use anyhow::{Context, Result};
use clap::Parser;
use reviewfeed::feed::{
    FeedController, FeedNotification, FeedSnapshot, JsonFileSource, PageLoader, ScrollMetrics,
};
use reviewfeed::images::{HttpImageFetcher, ImageCache};
use reviewfeed::layout::{content_height, layout_item, MonospaceMeasurer};
use reviewfeed::model::FeedItem;
use reviewfeed::Config;
use std::path::PathBuf;
use std::sync::Arc;
use std::time::Duration;
use tokio::sync::mpsc;

/// Page loads retried after a failure before giving up.
const MAX_RETRIES: usize = 2;
/// Images still arriving after this much silence are not waited for.
const IMAGE_SETTLE: Duration = Duration::from_secs(1);

#[derive(Parser, Debug)]
#[command(
    name = "reviewfeed",
    about = "Page through a review feed and print each row's layout"
)]
struct Args {
    /// JSON file of the form {"items": [...], "count": N}
    #[arg(long, value_name = "FILE")]
    reviews: PathBuf,

    /// TOML configuration file
    #[arg(long, value_name = "FILE")]
    config: Option<PathBuf>,

    /// Cell width in points
    #[arg(long, value_name = "PT", default_value_t = 390.0)]
    width: f64,

    /// Viewport height in points
    #[arg(long, value_name = "PT", default_value_t = 844.0)]
    viewport: f64,

    /// Stop after this many pages even if more are available
    #[arg(long, value_name = "N")]
    max_pages: Option<usize>,
}

#[tokio::main]
async fn main() -> Result<()> {
    tracing_subscriber::fmt()
        .with_env_filter(tracing_subscriber::EnvFilter::from_default_env())
        .init();

    let args = Args::parse();

    let config = match &args.config {
        Some(path) => Config::load(path)
            .with_context(|| format!("Failed to load config from {}", path.display()))?,
        None => Config::default(),
    };

    let reviews_path = args
        .reviews
        .canonicalize()
        .with_context(|| format!("Failed to resolve review file: {}", args.reviews.display()))?;
    if !std::fs::metadata(&reviews_path)?.is_file() {
        anyhow::bail!("Review path must be a regular file");
    }

    let client = reqwest::Client::builder()
        .user_agent(concat!("reviewfeed/", env!("CARGO_PKG_VERSION")))
        .build()
        .context("Failed to build HTTP client")?;
    let fetcher = HttpImageFetcher::new(client)
        .with_timeout(config.image_timeout())
        .with_max_bytes(config.max_image_bytes);
    let cache = ImageCache::with_capacity(Arc::new(fetcher), config.image_cache_capacity);

    let source = JsonFileSource::new(reviews_path).with_latency(config.source_latency());

    let (notify_tx, mut notifications) = mpsc::unbounded_channel();
    let controller = FeedController::new(
        config.feed_settings(),
        PageLoader::new(Arc::new(source)),
        cache.clone(),
        notify_tx,
    );
    let (feed, task) = controller.spawn();

    let measurer = MonospaceMeasurer::new();
    let mut latest: Option<FeedSnapshot> = None;
    let mut was_outstanding = false;
    let mut pages = 0;
    let mut failures = 0;

    feed.request_more().await?;

    while let Some(notification) = notifications.recv().await {
        match notification {
            FeedNotification::LoadFailed { message } => {
                failures += 1;
                if failures > MAX_RETRIES {
                    anyhow::bail!("Failed to load reviews: {message}");
                }
                tracing::warn!(attempt = failures, error = %message, "Retrying page load");
                feed.request_more().await?;
            }
            FeedNotification::StateChanged(snapshot) => {
                let page_done = was_outstanding
                    && !snapshot.page_outstanding
                    && snapshot.last_error.is_none();
                was_outstanding = snapshot.page_outstanding;

                if page_done {
                    pages += 1;
                    let exhausted = !snapshot.should_load_more;
                    let capped = args.max_pages.is_some_and(|max| pages >= max);

                    if exhausted || capped {
                        latest = Some(snapshot);
                        break;
                    }

                    // Fling straight to the bottom of what is loaded
                    let height = content_height(&snapshot.items, args.width, &measurer);
                    feed.scrolled(ScrollMetrics {
                        content_height: height,
                        viewport_height: args.viewport,
                        target_offset_y: (height - args.viewport).max(0.0),
                    })
                    .await?;
                }
                latest = Some(snapshot);
            }
        }
    }

    // Give in-flight images a moment to land
    while let Ok(Some(notification)) = tokio::time::timeout(IMAGE_SETTLE, notifications.recv()).await {
        if let FeedNotification::StateChanged(snapshot) = notification {
            latest = Some(snapshot);
        }
    }

    drop(feed);
    task.await.context("Feed controller task failed")?;

    let Some(snapshot) = latest else {
        println!("No reviews loaded");
        return Ok(());
    };

    print_feed(&snapshot, args.width, &measurer);

    let stats = cache.stats();
    println!();
    println!(
        "{} pages, {} rows, {:.0}pt total; images: {} cached, {} fetched, {} joined, {} hits",
        pages,
        snapshot.items.len(),
        content_height(&snapshot.items, args.width, &measurer),
        stats.entries,
        stats.misses,
        stats.coalesced,
        stats.hits
    );

    Ok(())
}

fn print_feed(snapshot: &FeedSnapshot, width: f64, measurer: &MonospaceMeasurer) {
    for (i, item) in snapshot.items.iter().enumerate() {
        let height = layout_item(item, width, measurer).height();
        match item {
            FeedItem::Review(review) => {
                let photos_loaded = review.photos().iter().filter(|p| p.is_some()).count();
                println!(
                    "{:>4}  {:<28} {}  {:>4.0}pt  avatar {}  photos {}/{}",
                    i + 1,
                    review.username(),
                    review.rating(),
                    height,
                    if review.avatar().is_some() { "yes" } else { "no " },
                    photos_loaded,
                    review.photos().len()
                );
            }
            FeedItem::Footer(footer) => {
                println!("      {:<28} {:>9.0}pt", footer.label(), height);
            }
        }
    }
}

□ □ □ □

Goal of the exercise. Give back the whole listing above. Keep every character the same.

Task result.
use anyhow::{Context, Result};
use clap::Parser;
use reviewfeed::feed::{
    FeedController, FeedNotification, FeedSnapshot, JsonFileSource, PageLoader, ScrollMetrics,
};
use reviewfeed::images::{HttpImageFetcher, ImageCache};
use reviewfeed::layout::{content_height, layout_item, MonospaceMeasurer};
use reviewfeed::model::FeedItem;
use reviewfeed::Config;
use std::path::PathBuf;
use std::sync::Arc;
use std::time::Duration;
use tokio::sync::mpsc;

/// Page loads retried after a failure before giving up.
const MAX_RETRIES: usize = 2;
/// Images still arriving after this much silence are not waited for.
const IMAGE_SETTLE: Duration = Duration::from_secs(1);

#[derive(Parser, Debug)]
#[command(
    name = "reviewfeed",
    about = "Page through a review feed and print each row's layout"
)]
struct Args {
    /// JSON file of the form {"items": [...], "count": N}
    #[arg(long, value_name = "FILE")]
    reviews: PathBuf,

    /// TOML configuration file
    #[arg(long, value_name = "FILE")]
    config: Option<PathBuf>,

    /// Cell width in points
    #[arg(long, value_name = "PT", default_value_t = 390.0)]
    width: f64,

    /// Viewport height in points
    #[arg(long, value_name = "PT", default_value_t = 844.0)]
    viewport: f64,

    /// Stop after this many pages even if more are available
    #[arg(long, value_name = "N")]
    max_pages: Option<usize>,
}

#[tokio::main]
async fn main() -> Result<()> {
    tracing_subscriber::fmt()
        .with_env_filter(tracing_subscriber::EnvFilter::from_default_env())
        .init();

    let args = Args::parse();

    let config = match &args.config {
        Some(path) => Config::load(path)
            .with_context(|| format!("Failed to load config from {}", path.display()))?,
        None => Config::default(),
    };

    let reviews_path = args
        .reviews
        .canonicalize()
        .with_context(|| format!("Failed to resolve review file: {}", args.reviews.display()))?;
    if !std::fs::metadata(&reviews_path)?.is_file() {
        anyhow::bail!("Review path must be a regular file");
    }

    let client = reqwest::Client::builder()
        .user_agent(concat!("reviewfeed/", env!("CARGO_PKG_VERSION")))
        .build()
        .context("Failed to build HTTP client")?;
    let fetcher = HttpImageFetcher::new(client)
        .with_timeout(config.image_timeout())
        .with_max_bytes(config.max_image_bytes);
    let cache = ImageCache::with_capacity(Arc::new(fetcher), config.image_cache_capacity);

    let source = JsonFileSource::new(reviews_path).with_latency(config.source_latency());

    let (notify_tx, mut notifications) = mpsc::unbounded_channel();
    let controller = FeedController::new(
        config.feed_settings(),
        PageLoader::new(Arc::new(source)),
        cache.clone(),
        notify_tx,
    );
    let (feed, task) = controller.spawn();

    let measurer = MonospaceMeasurer::new();
    let mut latest: Option<FeedSnapshot> = None;
    let mut was_outstanding = false;
    let mut pages = 0;
    let mut failures = 0;

    feed.request_more().await?;

    while let Some(notification) = notifications.recv().await {
        match notification {
            FeedNotification::LoadFailed { message } => {
                failures += 1;
                if failures > MAX_RETRIES {
                    anyhow::bail!("Failed to load reviews: {message}");
                }
                tracing::warn!(attempt = failures, error = %message, "Retrying page load");
                feed.request_more().await?;
            }
            FeedNotification::StateChanged(snapshot) => {
                let page_done = was_outstanding
                    && !snapshot.page_outstanding
                    && snapshot.last_error.is_none();
                was_outstanding = snapshot.page_outstanding;

                if page_done {
                    pages += 1;
                    let exhausted = !snapshot.should_load_more;
                    let capped = args.max_pages.is_some_and(|max| pages >= max);

                    if exhausted || capped {
                        latest = Some(snapshot);
                        break;
                    }

                    // Fling straight to the bottom of what is loaded
                    let height = content_height(&snapshot.items, args.width, &measurer);
                    feed.scrolled(ScrollMetrics {
                        content_height: height,
                        viewport_height: args.viewport,
                        target_offset_y: (height - args.viewport).max(0.0),
                    })
                    .await?;
                }
                latest = Some(snapshot);
            }
        }
    }

    // Give in-flight images a moment to land
    while let Ok(Some(notification)) = tokio::time::timeout(IMAGE_SETTLE, notifications.recv()).await {
        if let FeedNotification::StateChanged(snapshot) = notification {
            latest = Some(snapshot);
        }
    }

    drop(feed);
    task.await.context("Feed controller task failed")?;

    let Some(snapshot) = latest else {
        println!("No reviews loaded");
        return Ok(());
    };

    print_feed(&snapshot, args.width, &measurer);

    let stats = cache.stats();
    println!();
    println!(
        "{} pages, {} rows, {:.0}pt total; images: {} cached, {} fetched, {} joined, {} hits",
        pages,
        snapshot.items.len(),
        content_height(&snapshot.items, args.width, &measurer),
        stats.entries,
        stats.misses,
        stats.coalesced,
        stats.hits
    );

    Ok(())
}

fn print_feed(snapshot: &FeedSnapshot, width: f64, measurer: &MonospaceMeasurer) {
    for (i, item) in snapshot.items.iter().enumerate() {
        let height = layout_item(item, width, measurer).height();
        match item {
            FeedItem::Review(review) => {
                let photos_loaded = review.photos().iter().filter(|p| p.is_some()).count();
                println!(
                    "{:>4}  {:<28} {}  {:>4.0}pt  avatar {}  photos {}/{}",
                    i + 1,
                    review.username(),
                    review.rating(),
                    height,
                    if review.avatar().is_some() { "yes" } else { "no " },
                    photos_loaded,
                    review.photos().len()
                );
            }
            FeedItem::Footer(footer) => {
                println!("      {:<28} {:>9.0}pt", footer.label(), height);
            }
        }
    }
}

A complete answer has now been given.